Extracted records:
────────────────────

use std::time::Instant;

use tracing::{debug, warn};

use crate::{
    config::RotationSettings,
    state::{scoring::selectable, server::GameServer},
};

/// Pick the best rotation server among `options`.
///
/// Ignored servers are never returned. Other servers must be selectable unless
/// `all_selectable` is set. The highest mean score wins; on equal scores the server
/// listed last wins.
pub fn select_server<'a>(
    options: &[&'a GameServer],
    all_selectable: bool,
    now: Instant,
    settings: &RotationSettings,
) -> Option<&'a GameServer> {
    match options {
        [] => {
            warn!("no servers in rotation");
            None
        }
        [only] => {
            if only.policy.ignored {
                warn!(server = %only.key(), "only available rotation server is ignored");
                return None;
            }
            Some(*only)
        }
        _ => {
            if !options.iter().any(|server| server.policy.fallback) {
                warn!(
                    "no fallback server configured, rotation server selection may not be possible in some cases"
                );
            }

            let mut candidates: Vec<(&GameServer, f64)> = options
                .iter()
                .copied()
                .filter(|server| {
                    if server.policy.ignored {
                        warn!(server = %server.key(), "rotation server is ignored and excluded from selection");
                        return false;
                    }
                    true
                })
                .filter_map(|server| {
                    let score = server.current_score().unwrap_or(0.0);
                    let is_selectable = selectable(server, now, settings);
                    debug!(
                        server = %server.key(),
                        score,
                        selectable = is_selectable,
                        overridden = all_selectable && !is_selectable,
                        "rotation server score"
                    );
                    (is_selectable || all_selectable).then_some((server, score))
                })
                .collect();

            candidates.sort_by(|(_, a), (_, b)| a.total_cmp(b));
            candidates.pop().map(|(server, _)| server)
        }
    }
}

────────────────────

> **Prompt**: Reproduce the entries exactly as they appear.

> **Written reply**:
use std::time::Instant;

use tracing::{debug, warn};

use crate::{
    config::RotationSettings,
    state::{scoring::selectable, server::GameServer},
};

/// Pick the best rotation server among `options`.
///
/// Ignored servers are never returned. Other servers must be selectable unless
/// `all_selectable` is set. The highest mean score wins; on equal scores the server
/// listed last wins.
pub fn select_server<'a>(
    options: &[&'a GameServer],
    all_selectable: bool,
    now: Instant,
    settings: &RotationSettings,
) -> Option<&'a GameServer> {
    match options {
        [] => {
            warn!("no servers in rotation");
            None
        }
        [only] => {
            if only.policy.ignored {
                warn!(server = %only.key(), "only available rotation server is ignored");
                return None;
            }
            Some(*only)
        }
        _ => {
            if !options.iter().any(|server| server.policy.fallback) {
                warn!(
                    "no fallback server configured, rotation server selection may not be possible in some cases"
                );
            }

            let mut candidates: Vec<(&GameServer, f64)> = options
                .iter()
                .copied()
                .filter(|server| {
                    if server.policy.ignored {
                        warn!(server = %server.key(), "rotation server is ignored and excluded from selection");
                        return false;
                    }
                    true
                })
                .filter_map(|server| {
                    let score = server.current_score().unwrap_or(0.0);
                    let is_selectable = selectable(server, now, settings);
                    debug!(
                        server = %server.key(),
                        score,
                        selectable = is_selectable,
                        overridden = all_selectable && !is_selectable,
                        "rotation server score"
                    );
                    (is_selectable || all_selectable).then_some((server, score))
                })
                .collect();

            candidates.sort_by(|(_, a), (_, b)| a.total_cmp(b));
            candidates.pop().map(|(server, _)| server)
        }
    }
}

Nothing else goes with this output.